Yes singles chronology
| "If Only You Knew" (2000) | "We Can Fly" (2011) | "The Ice Bridge" (2021) |

= We Can Fly =

2011 song performed by Yes

"We Can Fly" is a single by the progressive rock band Yes, recorded and released in 2011, through Frontiers Records, and consisting of shortened versions of two sections of the suite "Fly from Here" from their album of the same name (2011): "Fly from Here, Part I: We Can Fly" and "Fly from Here, Part V: We Can Fly (Reprise)".

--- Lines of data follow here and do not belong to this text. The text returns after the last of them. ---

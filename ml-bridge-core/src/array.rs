//! Array-domain values backed by `ndarray`
//!
//! Array-domain stages work on [`ArrayValue`]s. Conversion into the tensor
//! domain happens only through [`ArrayValue::to_tensor`].

use ndarray::{ArrayD, ArrayViewD, Axis, IxDyn};

use crate::dtype::{DType, FloatWidth};
use crate::error::{Error, Result};
use crate::tensor::{Tensor, TensorData};

/// A dynamically shaped array of one of the supported element types
#[derive(Debug, Clone, PartialEq)]
pub enum ArrayValue {
    /// Boolean array
    Bool(ArrayD<bool>),

    /// 8-bit unsigned integer array
    UInt8(ArrayD<u8>),

    /// 32-bit signed integer array
    Int32(ArrayD<i32>),

    /// 64-bit signed integer array
    Int64(ArrayD<i64>),

    /// 32-bit float array
    Float32(ArrayD<f32>),

    /// 64-bit float array
    Float64(ArrayD<f64>),
}

macro_rules! impl_from_array {
    ($ty:ty, $variant:ident) => {
        impl From<ArrayD<$ty>> for ArrayValue {
            fn from(array: ArrayD<$ty>) -> Self {
                ArrayValue::$variant(array)
            }
        }
    };
}

impl_from_array!(bool, Bool);
impl_from_array!(u8, UInt8);
impl_from_array!(i32, Int32);
impl_from_array!(i64, Int64);
impl_from_array!(f32, Float32);
impl_from_array!(f64, Float64);

/// Elements in logical (row-major) order, whatever the memory layout
fn logical_vec<T: Clone>(array: &ArrayD<T>) -> Vec<T> {
    array.iter().cloned().collect()
}

fn stack_views<T: Clone>(views: &[ArrayViewD<'_, T>]) -> Result<ArrayD<T>> {
    ndarray::stack(Axis(0), views).map_err(|e| Error::InvalidArgument(e.to_string()))
}

#[allow(clippy::cast_precision_loss, clippy::cast_possible_truncation)]
impl ArrayValue {
    /// Element type of this array
    pub fn dtype(&self) -> DType {
        match self {
            ArrayValue::Bool(_) => DType::Bool,
            ArrayValue::UInt8(_) => DType::UInt8,
            ArrayValue::Int32(_) => DType::Int32,
            ArrayValue::Int64(_) => DType::Int64,
            ArrayValue::Float32(_) => DType::Float32,
            ArrayValue::Float64(_) => DType::Float64,
        }
    }

    /// Shape of this array
    pub fn shape(&self) -> &[usize] {
        match self {
            ArrayValue::Bool(a) => a.shape(),
            ArrayValue::UInt8(a) => a.shape(),
            ArrayValue::Int32(a) => a.shape(),
            ArrayValue::Int64(a) => a.shape(),
            ArrayValue::Float32(a) => a.shape(),
            ArrayValue::Float64(a) => a.shape(),
        }
    }

    /// Number of dimensions
    pub fn ndim(&self) -> usize {
        self.shape().len()
    }

    /// Total number of elements
    pub fn len(&self) -> usize {
        self.shape().iter().product()
    }

    /// Check if this array has no elements
    pub fn is_empty(&self) -> bool {
        self.len() == 0
    }

    /// Describe dtype and shape, e.g. `u8[1, 28, 28]`
    pub fn shape_family(&self) -> String {
        format!("{}{:?}", self.dtype(), self.shape())
    }

    /// Copy all elements out as `f64`, in logical order
    pub fn to_f64_vec(&self) -> Vec<f64> {
        match self {
            ArrayValue::Bool(a) => a.iter().map(|&x| f64::from(u8::from(x))).collect(),
            ArrayValue::UInt8(a) => a.iter().map(|&x| f64::from(x)).collect(),
            ArrayValue::Int32(a) => a.iter().map(|&x| f64::from(x)).collect(),
            ArrayValue::Int64(a) => a.iter().map(|&x| x as f64).collect(),
            ArrayValue::Float32(a) => a.iter().map(|&x| f64::from(x)).collect(),
            ArrayValue::Float64(a) => a.iter().copied().collect(),
        }
    }

    /// Convert into a tensor, resolving float data to `width`
    ///
    /// Shape and values are preserved. Integer and boolean arrays keep their
    /// element type.
    pub fn to_tensor(&self, width: FloatWidth) -> Result<Tensor> {
        let shape = self.shape().to_vec();
        let data = match self {
            ArrayValue::Bool(a) => TensorData::Bool(a.iter().map(|&x| u8::from(x)).collect()),
            ArrayValue::UInt8(a) => TensorData::UInt8(logical_vec(a)),
            ArrayValue::Int32(a) => TensorData::Int32(logical_vec(a)),
            ArrayValue::Int64(a) => TensorData::Int64(logical_vec(a)),
            ArrayValue::Float32(a) => TensorData::Float32(logical_vec(a)),
            ArrayValue::Float64(a) => TensorData::Float64(logical_vec(a)),
        };
        let target = width.target_for(self.dtype());
        Tensor::from_data(data.cast(target), shape)
    }

    /// Build an array from a tensor, keeping its element type
    pub fn from_tensor(tensor: &Tensor) -> Result<Self> {
        let shape = IxDyn(tensor.shape());
        let shape_err = |e: ndarray::ShapeError| Error::InvalidArgument(e.to_string());
        Ok(match tensor.data() {
            TensorData::Bool(v) => ArrayValue::Bool(
                ArrayD::from_shape_vec(shape, v.iter().map(|&x| x != 0).collect())
                    .map_err(shape_err)?,
            ),
            TensorData::UInt8(v) => {
                ArrayValue::UInt8(ArrayD::from_shape_vec(shape, v.clone()).map_err(shape_err)?)
            }
            TensorData::Int32(v) => {
                ArrayValue::Int32(ArrayD::from_shape_vec(shape, v.clone()).map_err(shape_err)?)
            }
            TensorData::Int64(v) => {
                ArrayValue::Int64(ArrayD::from_shape_vec(shape, v.clone()).map_err(shape_err)?)
            }
            TensorData::Float32(v) => {
                ArrayValue::Float32(ArrayD::from_shape_vec(shape, v.clone()).map_err(shape_err)?)
            }
            TensorData::Float64(v) => {
                ArrayValue::Float64(ArrayD::from_shape_vec(shape, v.clone()).map_err(shape_err)?)
            }
        })
    }

    /// Widen to the widest type of the same family
    pub fn widened(&self) -> ArrayValue {
        match self {
            ArrayValue::Bool(_) | ArrayValue::Int64(_) | ArrayValue::Float64(_) => self.clone(),
            ArrayValue::UInt8(a) => ArrayValue::Int64(a.mapv(i64::from)),
            ArrayValue::Int32(a) => ArrayValue::Int64(a.mapv(i64::from)),
            ArrayValue::Float32(a) => ArrayValue::Float64(a.mapv(f64::from)),
        }
    }

    /// Convert to `Float32`, for stages that do floating point arithmetic
    pub fn to_f32(&self) -> ArrayD<f32> {
        match self {
            ArrayValue::Bool(a) => a.mapv(|x| f32::from(u8::from(x))),
            ArrayValue::UInt8(a) => a.mapv(f32::from),
            ArrayValue::Int32(a) => a.mapv(|x| x as f32),
            ArrayValue::Int64(a) => a.mapv(|x| x as f32),
            ArrayValue::Float32(a) => a.clone(),
            ArrayValue::Float64(a) => a.mapv(|x| x as f32),
        }
    }

    /// Insert a new axis of length one at `axis`
    pub fn insert_axis(self, axis: usize) -> Result<ArrayValue> {
        if axis > self.ndim() {
            return Err(Error::IndexOutOfBounds {
                index: axis,
                len: self.ndim() + 1,
            });
        }
        let axis = Axis(axis);
        Ok(match self {
            ArrayValue::Bool(a) => ArrayValue::Bool(a.insert_axis(axis)),
            ArrayValue::UInt8(a) => ArrayValue::UInt8(a.insert_axis(axis)),
            ArrayValue::Int32(a) => ArrayValue::Int32(a.insert_axis(axis)),
            ArrayValue::Int64(a) => ArrayValue::Int64(a.insert_axis(axis)),
            ArrayValue::Float32(a) => ArrayValue::Float32(a.insert_axis(axis)),
            ArrayValue::Float64(a) => ArrayValue::Float64(a.insert_axis(axis)),
        })
    }

    /// Stack arrays of identical dtype and shape along a new leading axis
    ///
    /// Callers are expected to have checked the shape family; mismatches are
    /// still reported, as `TypeMismatch` or `InvalidArgument`.
    pub fn stack(arrays: &[&ArrayValue]) -> Result<ArrayValue> {
        let first = arrays.first().ok_or(Error::EmptyBatch)?;

        macro_rules! stack_variant {
            ($variant:ident) => {{
                let views = arrays
                    .iter()
                    .map(|value| match value {
                        ArrayValue::$variant(a) => Ok(a.view()),
                        other => Err(Error::TypeMismatch(format!(
                            "cannot stack {} array onto {} array",
                            other.dtype(),
                            first.dtype()
                        ))),
                    })
                    .collect::<Result<Vec<_>>>()?;
                ArrayValue::$variant(stack_views(&views)?)
            }};
        }

        Ok(match first {
            ArrayValue::Bool(_) => stack_variant!(Bool),
            ArrayValue::UInt8(_) => stack_variant!(UInt8),
            ArrayValue::Int32(_) => stack_variant!(Int32),
            ArrayValue::Int64(_) => stack_variant!(Int64),
            ArrayValue::Float32(_) => stack_variant!(Float32),
            ArrayValue::Float64(_) => stack_variant!(Float64),
        })
    }
}

#[cfg(test)]
mod tests {
    use super::*;
    use ndarray::{arr2, ArrayD, IxDyn};
    use proptest::prelude::*;

    #[test]
    fn to_tensor_preserves_integer_values_and_shape() {
        let array = ArrayValue::from(arr2(&[[1u8, 2, 3], [4, 5, 6]]).into_dyn());
        let tensor = array.to_tensor(FloatWidth::F32).unwrap();

        assert_eq!(tensor.dtype(), DType::UInt8);
        assert_eq!(tensor.shape(), &[2, 3]);
        assert_eq!(tensor.as_slice::<u8>().unwrap(), &[1, 2, 3, 4, 5, 6]);
    }

    #[test]
    fn to_tensor_uses_logical_order_for_transposed_arrays() {
        let array = arr2(&[[1i32, 2], [3, 4]]).reversed_axes().into_dyn();
        let tensor = ArrayValue::from(array).to_tensor(FloatWidth::F32).unwrap();

        assert_eq!(tensor.as_slice::<i32>().unwrap(), &[1, 3, 2, 4]);
    }

    #[test]
    fn to_tensor_resolves_float_width() {
        let array = ArrayValue::from(ArrayD::<f64>::from_elem(IxDyn(&[2]), 0.5));

        assert_eq!(array.to_tensor(FloatWidth::F32).unwrap().dtype(), DType::Float32);
        assert_eq!(array.to_tensor(FloatWidth::Preserve).unwrap().dtype(), DType::Float64);
    }

    #[test]
    fn from_tensor_inverts_to_tensor() {
        let array = ArrayValue::from(arr2(&[[true, false], [false, true]]).into_dyn());
        let tensor = array.to_tensor(FloatWidth::Preserve).unwrap();

        assert_eq!(ArrayValue::from_tensor(&tensor).unwrap(), array);
    }

    #[test]
    fn stack_adds_leading_axis() {
        let a = ArrayValue::from(ArrayD::<f32>::zeros(IxDyn(&[1, 28, 28])));
        let b = ArrayValue::from(ArrayD::<f32>::ones(IxDyn(&[1, 28, 28])));
        let stacked = ArrayValue::stack(&[&a, &b]).unwrap();

        assert_eq!(stacked.shape(), &[2, 1, 28, 28]);
        assert_eq!(stacked.dtype(), DType::Float32);
    }

    #[test]
    fn stack_rejects_mixed_dtypes() {
        let a = ArrayValue::from(ArrayD::<f32>::zeros(IxDyn(&[2])));
        let b = ArrayValue::from(ArrayD::<f64>::zeros(IxDyn(&[2])));

        assert!(matches!(
            ArrayValue::stack(&[&a, &b]),
            Err(Error::TypeMismatch(_))
        ));
    }

    #[test]
    fn widening_keeps_values() {
        let array = ArrayValue::from(arr2(&[[250u8, 3]]).into_dyn());
        let widened = array.widened();

        assert_eq!(widened.dtype(), DType::Int64);
        assert_eq!(widened.to_f64_vec(), vec![250.0, 3.0]);
    }

    #[test]
    fn insert_axis_checks_bounds() {
        let array = ArrayValue::from(ArrayD::<i32>::zeros(IxDyn(&[28, 28])));

        assert_eq!(array.clone().insert_axis(0).unwrap().shape(), &[1, 28, 28]);
        assert!(array.insert_axis(3).is_err());
    }

    proptest! {
        #[test]
        fn stacked_tensor_matches_stacked_arrays(
            rows in 1usize..5,
            cols in 1usize..5,
            count in 1usize..6,
        ) {
            let arrays: Vec<ArrayValue> = (0..count)
                .map(|k| {
                    let values: Vec<i64> = (0..rows * cols).map(|i| (k * 100 + i) as i64).collect();
                    ArrayD::from_shape_vec(IxDyn(&[rows, cols]), values).unwrap().into()
                })
                .collect();
            let refs: Vec<&ArrayValue> = arrays.iter().collect();

            let stacked = ArrayValue::stack(&refs).unwrap();
            let tensor = stacked.to_tensor(FloatWidth::F32).unwrap();

            prop_assert_eq!(tensor.shape(), &[count, rows, cols][..]);
            prop_assert_eq!(tensor.to_f64_vec(), stacked.to_f64_vec());
            let expected: Vec<f64> = arrays.iter().flat_map(ArrayValue::to_f64_vec).collect();
            prop_assert_eq!(tensor.to_f64_vec(), expected);
        }
    }
}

It is the first single by Yes since "If Only You Knew" (from their eighteenth studio album, The Ladder), released in 1999. It is also the only Yes single with Benoît David on vocals, and the second after "Into the Lens" in 1980 without Jon Anderson on vocals and with Geoff Downes on keyboards. It was written by members Trevor Horn, Geoff Downes, and Chris Squire, the latter handling production.

==Music video==
The official music video was released on 3 July 2011. The video portrays the story of an airline passenger awaiting his flight, who reads a magazine article about a 1940s Hollywood mogul who died in a plane crash as a result of a "pilot error." The man finishes reading, runs down a flight of stairs, and boards his plane only to find the same '40s-era cast of characters aboard, with a stewardess leading him to the cockpit to pilot the plane. Trevor Horn makes a cameo appearance as the movie mogul.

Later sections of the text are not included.